In recent years, there has been a substantial increase in the number of registered service animals and emotional-support animals in the United States. But despite this spike, many people still don’t know that there is a significant difference between “service” animals and “emotional-support” animals.
For example, under the Americans with Disabilities Act (ADA), a “service” animal is defined as a “dog that is individually trained to do work or perform tasks for the benefit of an individual with a disability.” In addition, the tasks performed by the service dog must be “directly related” to the disability of the individual.
If an animal is considered a “service” animal, then both federal and Maryland law dictate that individuals with disabilities have the right to not only bring their animals to public places, but also to their workplaces.
However, these same rights to not apply for emotional-support, comfort or companion animals. In fact, ADA regulations expressly state that an animal that provides “emotional support, well-being, comfort or companionship” is not considered to be “working” or “performing tasks” for the benefit of a disabled individual — meaning these animals do not enjoy the same protections and privileges as “service” animals.
A few examples of what constitutes a service animal include:
- A dog that help individuals who are blind with navigation and other tasks
- A dog that is trained to detect the onset of a seizure in an individual who has epilepsy
- A dog that alerts individuals who are hard of hearing to the presence of sounds or people
- A dog that is trained to remind a person who has depression to take their medications
What employers should know
As mentioned above, employees with disabilities are permitted under the law to bring service animals to work, so long as they meet the requirements under the law. Therefore, if an employee asks their employer to bring their service dog to work, the employer should process this request like it would any other request for a reasonable accommodation from a disabled employee.
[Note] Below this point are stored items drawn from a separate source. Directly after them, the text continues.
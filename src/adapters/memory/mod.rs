//! In-process document store with the same query semantics as the MongoDB
//! adapter. Used by tests and by `backend: memory`.

mod aggregate;
mod eval;

use std::sync::{RwLock, RwLockReadGuard, RwLockWriteGuard};

use async_trait::async_trait;
use futures::StreamExt;
use mongodb::bson::{Bson, Document};

use crate::config::types::AppUser;
use crate::domain::filter::Filter;
use crate::domain::geo::GeoPoint;
use crate::domain::index::IndexSpec;
use crate::domain::listing::{ListingId, ensure_object_id};
use crate::domain::pipeline::Pipeline;
use crate::domain::query::FindQuery;
use crate::domain::schema::{self, fields};
use crate::domain::value::{add_numbers, compare, get_path, set_path, values_equal};
use crate::error::{ListingsError, Result};
use crate::ports::listing_store::{
    CollectionStats, DocumentStream, IndexReport, ListingStore, UpdateOutcome,
};

use aggregate::{sort_documents, to_usize};
use eval::CompiledFilter;

#[derive(Default)]
struct MemoryState {
    documents: Vec<Document>,
    collection_exists: bool,
    validated: bool,
    indexes: Vec<IndexSpec>,
    users: Vec<String>,
    closed: bool,
}

impl MemoryState {
    fn ensure_open(&self) -> Result<()> {
        if self.closed {
            return Err(ListingsError::Connectivity {
                reason: "store has been closed".into(),
            });
        }
        Ok(())
    }

    fn text_fields(&self) -> Vec<String> {
        self.indexes
            .iter()
            .filter(|i| i.is_text())
            .flat_map(|i| i.fields().map(str::to_string).collect::<Vec<_>>())
            .collect()
    }

    fn compile(&self, filter: &Filter) -> Result<CompiledFilter> {
        CompiledFilter::compile(filter, &self.text_fields())
    }

    fn matching_positions(&self, filter: &Filter) -> Result<Vec<usize>> {
        let compiled = self.compile(filter)?;
        Ok(self
            .documents
            .iter()
            .enumerate()
            .filter(|(_, d)| compiled.matches(d))
            .map(|(i, _)| i)
            .collect())
    }

    fn insert(&mut self, mut doc: Document) -> Result<ListingId> {
        let id = ensure_object_id(&mut doc)?;
        if self.validated {
            schema::validate_document(&doc)?;
        }
        if self
            .documents
            .iter()
            .any(|d| d.get(fields::ID) == Some(&Bson::from(id)))
        {
            return Err(ListingsError::Database(format!(
                "E11000 duplicate key error: _id {id}"
            )));
        }
        self.documents.push(doc);
        self.collection_exists = true;
        Ok(id)
    }

    fn check_post_image(&self, doc: &Document) -> Result<()> {
        if self.validated {
            schema::validate_document(doc)?;
        }
        Ok(())
    }

    fn apply_set(&mut self, filter: &Filter, changes: &Document, many: bool) -> Result<UpdateOutcome> {
        if let Some(key) = changes.keys().find(|k| k.is_empty() || k.starts_with('$')) {
            return Err(ListingsError::query(format!("'{key}' is not a valid field to set")));
        }
        if changes.contains_key(fields::ID) {
            return Err(ListingsError::validation(fields::ID, "cannot be modified"));
        }
        let mut positions = self.matching_positions(filter)?;
        if !many {
            positions.truncate(1);
        }
        let mut staged = Vec::with_capacity(positions.len());
        for &pos in &positions {
            let mut updated = self.documents[pos].clone();
            for (path, value) in changes {
                if !set_path(&mut updated, path, value.clone()) {
                    return Err(ListingsError::query(format!(
                        "cannot create field '{path}' inside a non-document value"
                    )));
                }
            }
            self.check_post_image(&updated)?;
            staged.push((pos, updated));
        }
        let mut outcome = UpdateOutcome {
            matched: positions.len() as u64,
            modified: 0,
        };
        for (pos, updated) in staged {
            if self.documents[pos] != updated {
                self.documents[pos] = updated;
                outcome.modified += 1;
            }
        }
        Ok(outcome)
    }
}

pub struct MemoryStore {
    namespace: String,
    state: RwLock<MemoryState>,
}

impl MemoryStore {
    pub fn new(database: &str, collection: &str) -> Self {
        Self {
            namespace: format!("{database}.{collection}"),
            state: RwLock::new(MemoryState::default()),
        }
    }

    /// A store whose collection already carries the listing validator.
    pub fn with_validator(database: &str, collection: &str) -> Self {
        let store = Self::new(database, collection);
        if let Ok(mut state) = store.state.write() {
            state.collection_exists = true;
            state.validated = true;
        }
        store
    }

    fn read(&self) -> Result<RwLockReadGuard<'_, MemoryState>> {
        let state = self.state.read().map_err(|_| {
            tracing::error!("Memory store lock poisoned on read ({})", self.namespace);
            ListingsError::Database("memory store lock poisoned".into())
        })?;
        state.ensure_open()?;
        Ok(state)
    }

    fn write(&self) -> Result<RwLockWriteGuard<'_, MemoryState>> {
        let state = self.state.write().map_err(|_| {
            tracing::error!("Memory store lock poisoned on write ({})", self.namespace);
            ListingsError::Database("memory store lock poisoned".into())
        })?;
        state.ensure_open()?;
        Ok(state)
    }
}

impl Default for MemoryStore {
    fn default() -> Self {
        Self::new("airbnb_madrid", "listings")
    }
}

fn snapshot_stream(docs: Vec<Document>) -> DocumentStream {
    futures::stream::iter(docs.into_iter().map(Ok)).boxed()
}

#[async_trait]
impl ListingStore for MemoryStore {
    async fn ping(&self) -> Result<()> {
        self.read().map(|_| ())
    }

    async fn insert_one(&self, doc: Document) -> Result<ListingId> {
        self.write()?.insert(doc)
    }

    async fn insert_many(&self, docs: Vec<Document>) -> Result<Vec<ListingId>> {
        let mut state = self.write()?;
        let mut ids = Vec::with_capacity(docs.len());
        for doc in docs {
            ids.push(state.insert(doc)?);
        }
        Ok(ids)
    }

    async fn find(&self, query: &FindQuery) -> Result<DocumentStream> {
        query.validate()?;
        let state = self.read()?;
        let compiled = state.compile(&query.filter)?;
        let mut docs: Vec<Document> = state
            .documents
            .iter()
            .filter(|d| compiled.matches(d))
            .cloned()
            .collect();
        drop(state);
        sort_documents(&mut docs, &query.sort);
        let limit = query.limit.map_or(usize::MAX, to_usize);
        let docs = docs
            .into_iter()
            .skip(to_usize(query.skip))
            .take(limit)
            .map(|d| match query.projection {
                Some(ref p) => p.apply(&d),
                None => d,
            })
            .collect();
        Ok(snapshot_stream(docs))
    }

    async fn find_near(
        &self,
        point: GeoPoint,
        max_distance_m: Option<f64>,
        limit: Option<u64>,
    ) -> Result<Vec<Document>> {
        let state = self.read()?;
        let mut hits: Vec<(f64, &Document)> = state
            .documents
            .iter()
            .filter_map(|d| {
                let at = get_path(d, fields::LOCATION).and_then(GeoPoint::from_bson)?;
                let distance = point.distance_m(at);
                max_distance_m
                    .is_none_or(|max| distance <= max)
                    .then_some((distance, d))
            })
            .collect();
        hits.sort_by(|a, b| a.0.total_cmp(&b.0));
        Ok(hits
            .into_iter()
            .take(limit.map_or(usize::MAX, to_usize))
            .map(|(_, d)| d.clone())
            .collect())
    }

    async fn count(&self, filter: &Filter) -> Result<u64> {
        let state = self.read()?;
        Ok(state.matching_positions(filter)?.len() as u64)
    }

    async fn distinct(&self, field: &str, filter: &Filter) -> Result<Vec<Bson>> {
        let state = self.read()?;
        let compiled = state.compile(filter)?;
        let mut values: Vec<Bson> = Vec::new();
        for doc in state.documents.iter().filter(|d| compiled.matches(d)) {
            let found: Vec<&Bson> = match get_path(doc, field) {
                None => continue,
                Some(Bson::Array(items)) => items.iter().collect(),
                Some(value) => vec![value],
            };
            for value in found {
                if !values.iter().any(|v| values_equal(v, value)) {
                    values.push(value.clone());
                }
            }
        }
        values.sort_by(compare);
        Ok(values)
    }

    async fn update_one(&self, filter: &Filter, changes: &Document) -> Result<UpdateOutcome> {
        self.write()?.apply_set(filter, changes, false)
    }

    async fn update_many(&self, filter: &Filter, changes: &Document) -> Result<UpdateOutcome> {
        self.write()?.apply_set(filter, changes, true)
    }

    async fn increment(&self, filter: &Filter, field: &str, by: Bson) -> Result<UpdateOutcome> {
        if !matches!(by, Bson::Int32(_) | Bson::Int64(_) | Bson::Double(_)) {
            return Err(ListingsError::query("$inc needs a numeric amount"));
        }
        let mut state = self.write()?;
        let Some(&pos) = state.matching_positions(filter)?.first() else {
            return Ok(UpdateOutcome::default());
        };
        let mut updated = state.documents[pos].clone();
        let next = match get_path(&updated, field) {
            None => by,
            Some(current) => add_numbers(current, &by).ok_or_else(|| {
                ListingsError::query(format!(
                    "cannot apply $inc to non-numeric field '{field}'"
                ))
            })?,
        };
        if !set_path(&mut updated, field, next) {
            return Err(ListingsError::query(format!(
                "cannot create field '{field}' inside a non-document value"
            )));
        }
        state.check_post_image(&updated)?;
        let modified = u64::from(state.documents[pos] != updated);
        state.documents[pos] = updated;
        Ok(UpdateOutcome {
            matched: 1,
            modified,
        })
    }

    async fn delete_many(&self, filter: &Filter) -> Result<u64> {
        let mut state = self.write()?;
        let compiled = state.compile(filter)?;
        let before = state.documents.len();
        state.documents.retain(|d| !compiled.matches(d));
        Ok((before - state.documents.len()) as u64)
    }

    async fn aggregate(&self, pipeline: &Pipeline) -> Result<DocumentStream> {
        pipeline.validate()?;
        let (docs, text_fields) = {
            let state = self.read()?;
            (state.documents.clone(), state.text_fields())
        };
        let out = aggregate::run(pipeline, docs, &text_fields)?;
        Ok(snapshot_stream(out))
    }

    /// Switches on validation with the listing rules. The `$jsonSchema`
    /// document itself is not interpreted.
    async fn ensure_collection(&self, validator: Document) -> Result<bool> {
        let mut state = self.write()?;
        tracing::debug!(
            "Memory store {} enforcing validator with {} top-level keys",
            self.namespace,
            validator.len()
        );
        let created = !state.collection_exists;
        state.collection_exists = true;
        state.validated = true;
        Ok(created)
    }

    async fn ensure_indexes(&self, indexes: &[IndexSpec]) -> Result<IndexReport> {
        let mut state = self.write()?;
        let mut report = IndexReport::default();
        for spec in indexes {
            if state.indexes.iter().any(|i| i.name == spec.name) {
                report.existing.push(spec.name.clone());
            } else {
                state.indexes.push(spec.clone());
                report.created.push(spec.name.clone());
            }
        }
        state.collection_exists = true;
        Ok(report)
    }

    async fn index_names(&self) -> Result<Vec<String>> {
        let state = self.read()?;
        if !state.collection_exists {
            return Ok(Vec::new());
        }
        Ok(std::iter::once("_id_".to_string())
            .chain(state.indexes.iter().map(|i| i.name.clone()))
            .collect())
    }

    async fn ensure_user(&self, user: &AppUser) -> Result<bool> {
        let mut state = self.write()?;
        if state.users.contains(&user.username) {
            return Ok(false);
        }
        state.users.push(user.username.clone());
        Ok(true)
    }

    async fn stats(&self) -> Result<CollectionStats> {
        let state = self.read()?;
        let mut size_bytes = 0_u64;
        for doc in &state.documents {
            let mut buf = Vec::new();
            doc.to_writer(&mut buf)?;
            size_bytes += buf.len() as u64;
        }
        let count = state.documents.len() as u64;
        Ok(CollectionStats {
            namespace: self.namespace.clone(),
            count,
            size_bytes,
            avg_obj_size_bytes: size_bytes.checked_div(count).unwrap_or(0),
            storage_size_bytes: size_bytes,
            index_count: if state.collection_exists {
                state.indexes.len() as u64 + 1
            } else {
                0
            },
            total_index_size_bytes: 0,
        })
    }

    async fn close(&self) {
        match self.state.write() {
            Ok(mut state) => state.closed = true,
            Err(_) => tracing::error!("Memory store lock poisoned on close ({})", self.namespace),
        }
    }
}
Conversely, employers are not required to allow employees to bring emotional-support or comfort animals to work since these animals have not been trained to perform a specific task or job. However, employers still need to be careful when they deny an employee’s request to bring in an emotional-support dog since it may actually be considered a “service” animal under the law.
For instance, federal law makes a distinction between an emotional-support animal and a psychiatric service animal. If the dog has been trained to detect the onset of an anxiety attack or psychiatric episode, and it take specific actions to lessen the impact of the attack or avoid it completely, such as reminding the individual to take medicine, then the dog would be considered a service animal. But if the dog merely provides comfort and therapeutic benefits, then it is NOT a service animal.
Therefore, before an employer denies an employee’s request to bring an emotional-support dog to work, they should first be certain that it is indeed an emotional-support dog and not a psychiatric service animal. If they make the wrong assessment, they can find themselves in legal trouble under the ADA.